## [Data provided]
┄┄┄┄┄┄

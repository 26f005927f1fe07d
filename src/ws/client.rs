//! WebSocket client with automatic reconnection

use super::types::{WsConfig, WsError, WsMessage};
use crate::telemetry::{increment_counter, CounterMetric};
use futures_util::{SinkExt, StreamExt};
use tokio::sync::mpsc;
use tokio::time::sleep;
use tokio_tungstenite::{connect_async, tungstenite::Message};
use tokio_util::sync::CancellationToken;

/// Reusable WebSocket client with automatic reconnection and ping/pong handling
pub struct WsClient {
    config: WsConfig,
}

impl WsClient {
    /// Create a new WebSocket client with the given configuration
    pub fn new(config: WsConfig) -> Self {
        Self { config }
    }

    /// Connect and return a receiver for messages
    ///
    /// This spawns a background task that owns the connection. Errors and
    /// server-side closes both lead to a reconnect after the configured delay,
    /// and the subscription frame is re-sent on every connect. The task ends
    /// when `cancel` fires (pending reconnect sleeps included) or the
    /// receiver is dropped.
    pub fn connect(&self, cancel: CancellationToken) -> mpsc::Receiver<WsMessage> {
        let (tx, rx) = mpsc::channel(1024);
        let config = self.config.clone();

        tokio::spawn(async move {
            if let Err(e) = Self::run_connection_loop(config, tx, cancel).await {
                tracing::error!(error = %e, "WebSocket connection loop failed");
            }
        });

        rx
    }

    /// Run the connection loop with automatic reconnection
    async fn run_connection_loop(
        config: WsConfig,
        tx: mpsc::Sender<WsMessage>,
        cancel: CancellationToken,
    ) -> Result<(), WsError> {
        let mut reconnect_attempts = 0;

        loop {
            match Self::connect_and_stream(&config, &tx, &cancel, &mut reconnect_attempts).await {
                Ok(()) => break,
                Err(e) => {
                    if cancel.is_cancelled() || tx.is_closed() {
                        break;
                    }

                    reconnect_attempts += 1;
                    increment_counter(CounterMetric::Reconnects);
                    tracing::warn!(
                        error = %e,
                        attempt = reconnect_attempts,
                        "WebSocket connection lost, reconnecting..."
                    );

                    // Check max reconnects (0 = infinite)
                    if config.max_reconnect_attempts > 0
                        && reconnect_attempts >= config.max_reconnect_attempts
                    {
                        tracing::error!("Max reconnection attempts reached");
                        let _ = tx.send(WsMessage::Disconnected).await;
                        return Err(WsError::MaxReconnectsExceeded);
                    }

                    let _ = tx
                        .send(WsMessage::Reconnecting {
                            attempt: reconnect_attempts,
                        })
                        .await;

                    tokio::select! {
                        _ = cancel.cancelled() => break,
                        _ = sleep(config.reconnect_delay(reconnect_attempts)) => {}
                    }
                }
            }
        }

        tracing::info!(url = %config.url, "WebSocket client stopped");
        let _ = tx.try_send(WsMessage::Disconnected);
        Ok(())
    }

    /// Connect, subscribe, and stream messages until stopped or failed
    ///
    /// `Ok(())` means the client was asked to stop; any `Err` triggers a reconnect.
    async fn connect_and_stream(
        config: &WsConfig,
        tx: &mpsc::Sender<WsMessage>,
        cancel: &CancellationToken,
        reconnect_attempts: &mut u32,
    ) -> Result<(), WsError> {
        tracing::info!(url = %config.url, "Connecting to WebSocket");

        let (ws_stream, _response) = tokio::select! {
            _ = cancel.cancelled() => return Ok(()),
            result = connect_async(config.url.as_str()) => {
                result.map_err(|e| WsError::ConnectionFailed(e.to_string()))?
            }
        };

        let (mut write, mut read) = ws_stream.split();

        if let Some(subscription) = &config.subscribe_message {
            write
                .send(Message::Text(subscription.clone()))
                .await
                .map_err(|e| WsError::SendFailed(e.to_string()))?;
        }

        tracing::info!("WebSocket connected");
        *reconnect_attempts = 0;

        if tx.send(WsMessage::Connected).await.is_err() {
            return Ok(());
        }

        let mut ping_interval = tokio::time::interval(config.ping_interval);
        ping_interval.set_missed_tick_behavior(tokio::time::MissedTickBehavior::Skip);
        // First tick completes immediately
        ping_interval.tick().await;

        let mut waiting_for_pong = false;

        loop {
            tokio::select! {
                _ = cancel.cancelled() => {
                    let _ = write.send(Message::Close(None)).await;
                    return Ok(());
                }

                msg = read.next() => {
                    match msg {
                        Some(Ok(Message::Text(text))) => {
                            if tx.send(WsMessage::Text(text)).await.is_err() {
                                tracing::debug!("Receiver dropped, closing connection");
                                return Ok(());
                            }
                        }
                        Some(Ok(Message::Binary(data))) => {
                            if tx.send(WsMessage::Binary(data)).await.is_err() {
                                tracing::debug!("Receiver dropped, closing connection");
                                return Ok(());
                            }
                        }
                        Some(Ok(Message::Ping(data))) => {
                            write.send(Message::Pong(data)).await
                                .map_err(|e| WsError::SendFailed(e.to_string()))?;
                        }
                        Some(Ok(Message::Pong(_))) => {
                            waiting_for_pong = false;
                        }
                        Some(Ok(Message::Close(_))) => {
                            tracing::info!("Received close frame");
                            return Err(WsError::ClosedByServer);
                        }
                        Some(Err(e)) => {
                            return Err(WsError::ConnectionFailed(e.to_string()));
                        }
                        None => {
                            return Err(WsError::ConnectionFailed("Stream ended unexpectedly".into()));
                        }
                        _ => {}
                    }
                }

                _ = ping_interval.tick() => {
                    if waiting_for_pong {
                        return Err(WsError::ConnectionFailed("Pong timeout".into()));
                    }
                    write.send(Message::Ping(Vec::new())).await
                        .map_err(|e| WsError::SendFailed(e.to_string()))?;
                    waiting_for_pong = true;
                }
            }
        }
    }
}
//! Market state module
//!
//! Asset catalog, per-asset rolling price history, and the shared board
//! that consumers read.

mod asset;
mod board;
pub mod catalog;
mod series;

pub use asset::{Asset, AssetView};
pub use board::{BoardSort, MarketBoard};
pub use catalog::{default_catalog, AssetInfo};
pub use series::{pct_change, Sample, TimeSeriesBuffer, DEFAULT_CAPACITY};

use rust_decimal::Decimal;
use std::collections::HashMap;

/// Read access to the latest known price per asset
pub trait PriceLookup {
    /// Latest price for an asset, if one has been observed
    fn price_of(&self, asset_id: &str) -> Option<Decimal>;
}

impl PriceLookup for HashMap<String, Decimal> {
    fn price_of(&self, asset_id: &str) -> Option<Decimal> {
        self.get(asset_id).copied()
    }
}
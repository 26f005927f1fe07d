//! Structured logging setup

use serde::{Deserialize, Serialize};
use tracing_subscriber::{fmt, layer::SubscriberExt, util::SubscriberInitExt, EnvFilter};

/// Log output format
#[derive(Debug, Clone, Copy, Default, PartialEq, Eq, Serialize, Deserialize)]
#[serde(rename_all = "lowercase")]
pub enum LogFormat {
    /// Human-readable format
    #[default]
    Pretty,
    /// JSON format for log aggregation
    Json,
}

/// Initialize logging with the given level and format
///
/// `RUST_LOG` takes precedence over `level` when set.
pub fn init_logging(level: &str, format: LogFormat) -> anyhow::Result<()> {
    let filter = EnvFilter::try_from_default_env().unwrap_or_else(|_| EnvFilter::new(level));
    let registry = tracing_subscriber::registry().with(filter);

    let result = match format {
        LogFormat::Pretty => registry.with(fmt::layer()).try_init(),
        LogFormat::Json => registry.with(fmt::layer().json()).try_init(),
    };

    result.map_err(|e| anyhow::anyhow!("Failed to init logging: {}", e))?;

    Ok(())
}
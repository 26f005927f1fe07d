use clap::Parser;
use marketx::cli::{Cli, Commands};
use marketx::config::Config;
use std::path::Path;

#[tokio::main]
async fn main() -> anyhow::Result<()> {
    let cli = Cli::parse();

    // Load configuration
    let config = if Path::new(&cli.config).exists() {
        Config::load(&cli.config)?
    } else {
        eprintln!("Warning: config file {} not found", cli.config);
        eprintln!("Using default configuration");
        Config::with_default_catalog()
    };
    config.validate()?;

    // Initialize telemetry
    marketx::telemetry::init_telemetry(&config.telemetry)?;

    match cli.command {
        Commands::Watch(args) => {
            tracing::info!("Starting price watch");
            args.execute(&config).await?;
        }
        Commands::Portfolio(args) => {
            args.execute(&config).await?;
        }
        Commands::Config => {
            println!("# Effective configuration ({})", cli.config);
            print!("{}", toml::to_string_pretty(&config)?);
        }
    }

    Ok(())
}
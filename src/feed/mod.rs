//! Price feed module
//!
//! Streaming ticker subscription, REST polling fallback, feed health, and the
//! coordinator that merges both sources into the market board.

mod coordinator;
mod health;
mod poller;
mod rest;
mod types;
mod upbit;

pub use coordinator::{round_price, FeedSettings, PriceFeedCoordinator, PriceHandler};
pub use health::{FeedHealthMonitor, SharedHealth};
pub use poller::{PollMode, PollingFallback};
pub use rest::{UpbitRestClient, UPBIT_API_URL};
pub use types::{
    asset_id_from_code, market_code, FeedError, PriceTick, TickParseError, TickSource,
};
pub use upbit::{UpbitFeed, UPBIT_WS_URL};

use async_trait::async_trait;
use tokio::sync::mpsc;
use tokio_util::sync::CancellationToken;

/// Trait for streaming price feed implementations
#[async_trait]
pub trait PriceFeed: Send + Sync {
    /// Subscribe to price updates for the given market codes
    ///
    /// The feed keeps itself connected until `cancel` fires.
    async fn subscribe(
        &self,
        markets: &[String],
        cancel: CancellationToken,
    ) -> anyhow::Result<mpsc::Receiver<PriceTick>>;
}

/// Trait for request/response price snapshots
#[async_trait]
pub trait SnapshotSource: Send + Sync {
    /// Fetch the latest price for each of the given market codes
    async fn fetch_snapshot(&self, markets: &[String]) -> anyhow::Result<Vec<PriceTick>>;
}
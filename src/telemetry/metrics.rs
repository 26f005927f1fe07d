//! Prometheus metrics

use metrics::{counter, describe_counter, describe_gauge, describe_histogram, gauge, histogram};
use metrics_exporter_prometheus::PrometheusBuilder;
use std::net::SocketAddr;
use std::sync::OnceLock;
use std::time::Duration;

static METRICS_INSTALLED: OnceLock<()> = OnceLock::new();

/// Counter metric types
#[derive(Debug, Clone, Copy)]
pub enum CounterMetric {
    /// Tick accepted from the stream
    StreamTick,
    /// Tick accepted from a snapshot poll
    PollTick,
    /// Feed frame that failed to parse
    ParseFailure,
    /// Tick dropped because its source generation was torn down
    StaleTick,
    /// WebSocket reconnection attempt
    Reconnects,
    /// Successful snapshot poll
    PollSuccess,
    /// Failed snapshot poll
    PollFailure,
}

/// Latency metric types
#[derive(Debug, Clone, Copy)]
pub enum LatencyMetric {
    /// Snapshot request round trip
    PollRequest,
}

/// Gauge metric types
#[derive(Debug, Clone, Copy)]
pub enum GaugeMetric {
    /// Cash balance
    Cash,
    /// Market value of all holdings
    HoldingsValue,
    /// Unrealized P&L across holdings
    UnrealizedPnl,
    /// Number of open positions
    OpenPositions,
}

/// Install the Prometheus recorder with an HTTP listener on `port`
///
/// Safe to call more than once; only the first call installs.
pub fn init_metrics(port: u16) -> anyhow::Result<()> {
    if METRICS_INSTALLED.get().is_some() {
        return Ok(());
    }

    let addr = SocketAddr::from(([0, 0, 0, 0], port));
    PrometheusBuilder::new()
        .with_http_listener(addr)
        .install()
        .map_err(|e| anyhow::anyhow!("Failed to install metrics exporter: {}", e))?;

    let _ = METRICS_INSTALLED.set(());
    describe_metrics();
    tracing::info!(%addr, "Prometheus exporter listening");
    Ok(())
}

fn describe_metrics() {
    describe_counter!("marketx_ticks_total", "Ticks accepted by source");
    describe_counter!(
        "marketx_parse_failures_total",
        "Feed frames dropped as malformed"
    );
    describe_counter!(
        "marketx_stale_ticks_total",
        "Ticks dropped after their source was torn down"
    );
    describe_counter!("marketx_reconnects_total", "WebSocket reconnection attempts");
    describe_counter!("marketx_polls_total", "Snapshot polls by outcome");
    describe_histogram!("marketx_poll_latency_ms", "Snapshot request latency");
    describe_gauge!("marketx_cash_krw", "Cash balance");
    describe_gauge!("marketx_holdings_value_krw", "Market value of holdings");
    describe_gauge!("marketx_unrealized_pnl_krw", "Unrealized P&L");
    describe_gauge!("marketx_open_positions", "Open positions");
}

/// Increment a counter by one
pub fn increment_counter(metric: CounterMetric) {
    match metric {
        CounterMetric::StreamTick => counter!("marketx_ticks_total", "source" => "stream").increment(1),
        CounterMetric::PollTick => counter!("marketx_ticks_total", "source" => "poll").increment(1),
        CounterMetric::ParseFailure => counter!("marketx_parse_failures_total").increment(1),
        CounterMetric::StaleTick => counter!("marketx_stale_ticks_total").increment(1),
        CounterMetric::Reconnects => counter!("marketx_reconnects_total").increment(1),
        CounterMetric::PollSuccess => counter!("marketx_polls_total", "outcome" => "ok").increment(1),
        CounterMetric::PollFailure => {
            counter!("marketx_polls_total", "outcome" => "error").increment(1)
        }
    }
}

/// Record a latency measurement
pub fn record_latency(metric: LatencyMetric, duration: Duration) {
    let value_ms = duration.as_secs_f64() * 1000.0;
    match metric {
        LatencyMetric::PollRequest => histogram!("marketx_poll_latency_ms").record(value_ms),
    }
}

/// Set a gauge value
pub fn set_gauge(metric: GaugeMetric, value: f64) {
    let metric_name = match metric {
        GaugeMetric::Cash => "marketx_cash_krw",
        GaugeMetric::HoldingsValue => "marketx_holdings_value_krw",
        GaugeMetric::UnrealizedPnl => "marketx_unrealized_pnl_krw",
        GaugeMetric::OpenPositions => "marketx_open_positions",
    };

    gauge!(metric_name).set(value);
}
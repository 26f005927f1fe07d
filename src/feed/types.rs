//! Price feed types

use chrono::{DateTime, TimeZone, Utc};
use rust_decimal::Decimal;
use serde::{Deserialize, Serialize};
use thiserror::Error;

/// Which source produced a tick
#[derive(Debug, Clone, Copy, PartialEq, Eq, Serialize, Deserialize)]
#[serde(rename_all = "lowercase")]
pub enum TickSource {
    /// Streaming WebSocket subscription
    Stream,
    /// REST snapshot poll
    Poll,
}

impl TickSource {
    pub fn as_str(&self) -> &'static str {
        match self {
            TickSource::Stream => "stream",
            TickSource::Poll => "poll",
        }
    }
}

/// A single price observation from either source
#[derive(Debug, Clone, Serialize, Deserialize)]
pub struct PriceTick {
    /// Asset id without market prefix (e.g., "BTC")
    pub asset_id: String,
    /// Trade price
    pub price: Decimal,
    /// 24h accumulated traded value, when the exchange reports it
    pub volume_24h: Option<Decimal>,
    /// Local timestamp when the tick was received
    pub timestamp: DateTime<Utc>,
    /// Exchange timestamp, when present
    pub exchange_ts: Option<DateTime<Utc>>,
    /// Originating source
    pub source: TickSource,
}

impl PriceTick {
    /// Create a tick stamped with the current time
    pub fn new(asset_id: impl Into<String>, price: Decimal, source: TickSource) -> Self {
        Self {
            asset_id: asset_id.into(),
            price,
            volume_24h: None,
            timestamp: Utc::now(),
            exchange_ts: None,
            source,
        }
    }
}

/// Exchange market code for an asset (e.g., "KRW" + "BTC" -> "KRW-BTC")
pub fn market_code(quote: &str, asset_id: &str) -> String {
    format!("{}-{}", quote, asset_id)
}

/// Asset id from a prefixed market code: the second `-` segment
pub fn asset_id_from_code(code: &str) -> Option<&str> {
    code.split('-').nth(1).filter(|id| !id.is_empty())
}

/// Positive, finite exchange price as a decimal
pub fn positive_price(raw: f64) -> Option<Decimal> {
    if !raw.is_finite() || raw <= 0.0 {
        return None;
    }
    Decimal::try_from(raw).ok()
}

/// Exchange millisecond timestamp as UTC
pub fn millis_to_utc(millis: i64) -> Option<DateTime<Utc>> {
    Utc.timestamp_millis_opt(millis).single()
}

/// Reasons a feed frame could not be turned into a tick
#[derive(Debug, Error)]
pub enum TickParseError {
    /// Frame was not valid JSON of the expected shape
    #[error("Malformed frame: {0}")]
    Json(#[from] serde_json::Error),
    /// Binary frame was not UTF-8
    #[error("Binary frame is not UTF-8")]
    Utf8(#[from] std::string::FromUtf8Error),
    /// Market code could not be split into an asset id
    #[error("Invalid market code: {0:?}")]
    InvalidCode(String),
    /// Price was missing, non-finite or not positive
    #[error("Invalid trade price for {0}")]
    InvalidPrice(String),
}

/// Errors surfaced once by the coordinator
#[derive(Debug, Error, PartialEq, Eq)]
pub enum FeedError {
    /// No asset ids were supplied
    #[error("Asset list is empty")]
    EmptyAssetList,
    /// An asset id is empty or contains characters outside [A-Z0-9]
    #[error("Invalid asset id: {0:?}")]
    InvalidAssetId(String),
    /// The same asset id was supplied twice
    #[error("Duplicate asset id: {0}")]
    DuplicateAssetId(String),
    /// Streaming is disabled and polling is not configured
    #[error("No price source available: streaming disabled and polling disabled")]
    NoSourceAvailable,
    /// `start` called on a running coordinator
    #[error("Price feed already running")]
    AlreadyRunning,
}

┄┄┄┄┄┄

## [Requirement]
Say how many lines in the records hold "derive", with the number as the whole reply.

## [Solution]
8